2024年4月9日に開催された財政制度審議会(財政審)財政制度分科会は,能登半島地震復興に関し,膨大なインフラ被害が生じたことを踏まえ,国直轄権限代行活用など機動的な復旧・復興を進める必要があるとしながら,他方で,被災地が人口減少局面にある中で,将来の需要減少や維持管理コストも念頭において,集約的なまちづくりやインフラ整備のあり方を含めて,十分な検討が必要と強調した。

馳石川県知事が直ちに不快感を表明したように,この唐突とも言える財政審の問題提起は,復旧の遅れに不安と苛立ちを強めていた能登半島地震被災地と関係者の感情を逆撫でし,波紋を掻き立てた。

東日本大震災復興を過剰復興に導いた国の制度設計

財政審分科会の問題提起がその根拠としたのは,東日本大震災復興において,土地区画整理事業地の土地活用率が,全体として7割程度まで進んだものの,いくつかの地区では3割程度にとどまっているということである。

東日本大震災復興の市民的検証に取り組んできた私たちも,「創造的復興」の掛け声のもとに,大震災復興が巨大土木事業に傾斜し,惨事便乗型,開発指向型復興に陥ったことは,被災者,被災地の視点で見ても大きな問題を孕むものであったことを批判してきた。しかしながら,それを招来させた復興枠組みを築いたのは国である。すなわち,

  • 復興基本方針は,「国は,復興の基本方針を示しつつ,(中略)財政,人材,ノウハウ等の面から必要な制度設計や支援を責任を持って実施する」と制度設計は国が行うことを明確に述べている。
  • 復興構想会議は,復興7原則で「被災地域の復興なくして日本経済の再生はない。日本経済の再生なくして被災地域の真の復興はない。」(原則5)と復興事業費の流用,国家レベルでの惨事便乗に道を開いたが,復興基本法は,「東日本大震災からの復興の円滑かつ迅速な推進と活力ある日本の再生を図ることを目的」とする定めてそれを追認した。
  • 被害額を過剰に見積もり(16.9兆円。阪神・淡路の1.7倍),復興基本方針で復興経費を当初5年間に少なくとも19兆円,10年間で23兆円と見積もり,それを前提に,税外収入(歳出削減と国有再建売却)と復興債で調達し,復興増税で償還する国丸抱えの復興財政スキームを築いた(復興財源確保法)。※ 復興財源フレームは累次の見直しにより15年間で32.9兆円に膨張。
  • 東日本大震災在特法で,激甚災法からさらに復旧・復興事業の国費率を引き上げるとともに復興交付金事業を創設。
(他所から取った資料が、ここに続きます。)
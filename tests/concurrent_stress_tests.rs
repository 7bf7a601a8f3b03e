//! Stress Tests for the Concurrent Cache
//!
//! These tests verify thread safety and correctness under high contention.

#![cfg(feature = "concurrent")]

use cachemod_lru::config::{ConcurrentCacheConfig, ConcurrentLruCacheConfig, LruCacheConfig};
use cachemod_lru::provider::{CacheProvider, LruCacheProvider, ProviderConfig};
use cachemod_lru::ConcurrentLruCache;
use std::num::NonZeroUsize;
use std::sync::atomic::{AtomicUsize, Ordering};
use std::sync::Arc;
use std::thread;

const NUM_THREADS: usize = 16;
const OPS_PER_THREAD: usize = 10_000;

fn lru_config(capacity: usize, segments: usize) -> ConcurrentLruCacheConfig {
    ConcurrentCacheConfig {
        base: LruCacheConfig {
            capacity: NonZeroUsize::new(capacity).unwrap(),
        },
        segments,
    }
}

/// Test high contention with many threads hammering the same keys
#[test]
fn stress_high_contention() {
    let cache: Arc<ConcurrentLruCache<usize, usize>> =
        Arc::new(ConcurrentLruCache::init(lru_config(100, 16), None));

    let mut handles = Vec::new();
    for t in 0..NUM_THREADS {
        let cache = Arc::clone(&cache);
        handles.push(thread::spawn(move || {
            for i in 0..OPS_PER_THREAD {
                let key = i % 10; // Only 10 keys for high contention
                if t % 2 == 0 {
                    cache.put(key, t * OPS_PER_THREAD + i);
                } else {
                    let _ = cache.get(&key);
                }
            }
        }));
    }

    for handle in handles {
        handle.join().expect("Thread panicked");
    }

    // Verify cache is still consistent
    assert!(cache.len() <= 100);
}

/// Test with various segment counts
#[test]
fn stress_segment_counts() {
    for segments in [1, 2, 4, 8, 16, 32] {
        let cache: Arc<ConcurrentLruCache<usize, usize>> =
            Arc::new(ConcurrentLruCache::init(lru_config(1000, segments), None));

        let mut handles = Vec::new();
        for t in 0..8 {
            let cache = Arc::clone(&cache);
            handles.push(thread::spawn(move || {
                for i in 0..1000 {
                    cache.put(t * 1000 + i, i);
                    let _ = cache.get(&(t * 1000 + i));
                }
            }));
        }

        for handle in handles {
            handle.join().expect("Thread panicked");
        }

        assert_eq!(cache.segment_count(), segments);
        assert!(cache.len() <= 1000);
    }
}

/// Test edge case: empty cache operations
#[test]
fn stress_empty_cache() {
    let cache: Arc<ConcurrentLruCache<usize, usize>> =
        Arc::new(ConcurrentLruCache::init(lru_config(100, 16), None));

    let mut handles = Vec::new();
    for _ in 0..NUM_THREADS {
        let cache = Arc::clone(&cache);
        handles.push(thread::spawn(move || {
            for i in 0..1000 {
                // Try to get from empty cache
                assert!(cache.get(&i).is_none());
            }
        }));
    }

    for handle in handles {
        handle.join().expect("Thread panicked");
    }

    assert!(cache.is_empty());
}

/// Test edge case: one slot per segment
#[test]
fn stress_single_item_segments() {
    let cache: Arc<ConcurrentLruCache<usize, usize>> =
        Arc::new(ConcurrentLruCache::init(lru_config(16, 16), None));

    let mut handles = Vec::new();
    for t in 0..NUM_THREADS {
        let cache = Arc::clone(&cache);
        handles.push(thread::spawn(move || {
            for i in 0..1000 {
                cache.put(t, i); // Each thread uses different key
                let _ = cache.get(&t);
            }
        }));
    }

    for handle in handles {
        handle.join().expect("Thread panicked");
    }

    // Should have at most 16 items (one per segment)
    assert!(cache.len() <= 16);
}

/// Test capacity limits under concurrent access
#[test]
fn stress_capacity_limits() {
    let capacity = 100;
    let cache: Arc<ConcurrentLruCache<usize, usize>> =
        Arc::new(ConcurrentLruCache::init(lru_config(capacity, 16), None));

    let mut handles = Vec::new();
    for t in 0..NUM_THREADS {
        let cache = Arc::clone(&cache);
        handles.push(thread::spawn(move || {
            for i in 0..OPS_PER_THREAD {
                cache.put(t * OPS_PER_THREAD + i, i);
            }
        }));
    }

    for handle in handles {
        handle.join().expect("Thread panicked");
    }

    // Cache should never exceed capacity
    assert!(cache.len() <= capacity);
}

/// Test concurrent removes
#[test]
fn stress_concurrent_removes() {
    let cache: Arc<ConcurrentLruCache<usize, usize>> =
        Arc::new(ConcurrentLruCache::init(lru_config(1000, 16), None));

    // Pre-populate
    for i in 0..1000 {
        cache.put(i, i);
    }

    let removed_count = Arc::new(AtomicUsize::new(0));
    let mut handles = Vec::new();

    for _ in 0..NUM_THREADS {
        let cache = Arc::clone(&cache);
        let removed = Arc::clone(&removed_count);
        handles.push(thread::spawn(move || {
            for i in 0..1000 {
                if cache.remove(&i).is_some() {
                    removed.fetch_add(1, Ordering::Relaxed);
                }
            }
        }));
    }

    for handle in handles {
        handle.join().expect("Thread panicked");
    }

    // Each item can only be removed once
    let total_removed = removed_count.load(Ordering::Relaxed);
    assert!(
        total_removed <= 1000,
        "Removed {} items, expected <= 1000",
        total_removed
    );
    assert!(cache.is_empty());
}

/// Test concurrent clear operations
#[test]
fn stress_concurrent_clear() {
    let cache: Arc<ConcurrentLruCache<usize, usize>> =
        Arc::new(ConcurrentLruCache::init(lru_config(1000, 16), None));

    let mut handles = Vec::new();
    for t in 0..NUM_THREADS {
        let cache = Arc::clone(&cache);
        handles.push(thread::spawn(move || {
            for i in 0..1000 {
                cache.put(t * 1000 + i, i);
                if i % 100 == 0 {
                    cache.clear();
                }
            }
        }));
    }

    for handle in handles {
        handle.join().expect("Thread panicked");
    }

    // Cache should be in a valid state
    assert!(cache.len() <= 1000);
}

/// Test mixed operations with string keys
#[test]
fn stress_mixed_operations() {
    let cache: Arc<ConcurrentLruCache<String, String>> =
        Arc::new(ConcurrentLruCache::init(lru_config(500, 16), None));

    let mut handles = Vec::new();
    for t in 0..8 {
        let cache = Arc::clone(&cache);
        handles.push(thread::spawn(move || {
            for i in 0..5000 {
                let key = format!("key_{}_{}", t, i);
                let value = format!("value_{}", i);
                match i % 4 {
                    0 => {
                        cache.put(key, value);
                    }
                    1 => {
                        let _ = cache.get(&key);
                    }
                    2 => {
                        let _ = cache.remove(&key);
                    }
                    _ => {
                        let _ = cache.contains_key(&key);
                    }
                }
            }
        }));
    }

    for handle in handles {
        handle.join().expect("Thread panicked");
    }

    assert!(cache.len() <= 500);
}

/// Test get_with closure under concurrent access
#[test]
fn stress_get_with() {
    let cache: Arc<ConcurrentLruCache<usize, Vec<usize>>> =
        Arc::new(ConcurrentLruCache::init(lru_config(100, 16), None));

    // Pre-populate with vectors
    for i in 0..100 {
        cache.put(i, vec![i; 10]);
    }

    let sum = Arc::new(AtomicUsize::new(0));
    let mut handles = Vec::new();

    for _ in 0..NUM_THREADS {
        let cache = Arc::clone(&cache);
        let sum = Arc::clone(&sum);
        handles.push(thread::spawn(move || {
            for i in 0..1000 {
                let key = i % 100;
                if let Some(len) = cache.get_with(&key, |v| v.len()) {
                    sum.fetch_add(len, Ordering::Relaxed);
                }
            }
        }));
    }

    for handle in handles {
        handle.join().expect("Thread panicked");
    }

    // All surviving entries report their real length
    assert!(sum.load(Ordering::Relaxed) > 0);
}

/// Test the provider surface under stress
#[test]
fn stress_provider() {
    let provider: Arc<LruCacheProvider<Arc<Vec<u8>>>> = Arc::new(LruCacheProvider::init(
        "stress",
        ProviderConfig {
            capacity: NonZeroUsize::new(500).unwrap(),
            segments: 16,
        },
    ));

    let mut handles = Vec::new();
    for t in 0..NUM_THREADS {
        let provider = Arc::clone(&provider);
        handles.push(thread::spawn(move || {
            for i in 0..1000 {
                let key = format!("entry_{}_{}", t, i % 50);
                match i % 3 {
                    0 => {
                        let mut entry = Vec::new();
                        entry.extend_from_slice(key.as_bytes());
                        provider.put_entry(key, Arc::new(entry));
                    }
                    _ => {
                        if let Some(entry) = provider.get_entry(&key) {
                            // An entry read back must carry its own key
                            assert_eq!(entry.as_slice(), key.as_bytes());
                        }
                    }
                }
            }
        }));
    }

    for handle in handles {
        handle.join().expect("Thread panicked");
    }

    assert!(provider.size() <= 500);
}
地方負担分も震災復興特別交付税(震災特交)で全額国費で(のちに一部地方負担を導入)。
  • 国交省直轄によるパターン調査を梃子に,規制緩和,特例措置により防災集団移転促進事業(防集),土地区画整理事業,津波復興拠点整備事業の主要3事業の大規模な展開に意図的に誘導した(事業ありき復興)。

その検証と総括,災害復興法制度の抜本的再構築を行うことなく,東日本大震災以後の災害被災地に犠牲と負担を強いるのは,全くの筋違いである。

財政審分科会が恐れていること
——クラウディングアウト

財政審分科会が,能登地震復興の「集約化」とインフラ「コンパクト化」と被災地の感情を逆撫でまでしてまで,公共事業抑制の強い意欲を表明した真意は,上に引用したスライドの3枚後で明かされている。建設設計労務単価の急騰が民間投資を抑制することへの危惧だ。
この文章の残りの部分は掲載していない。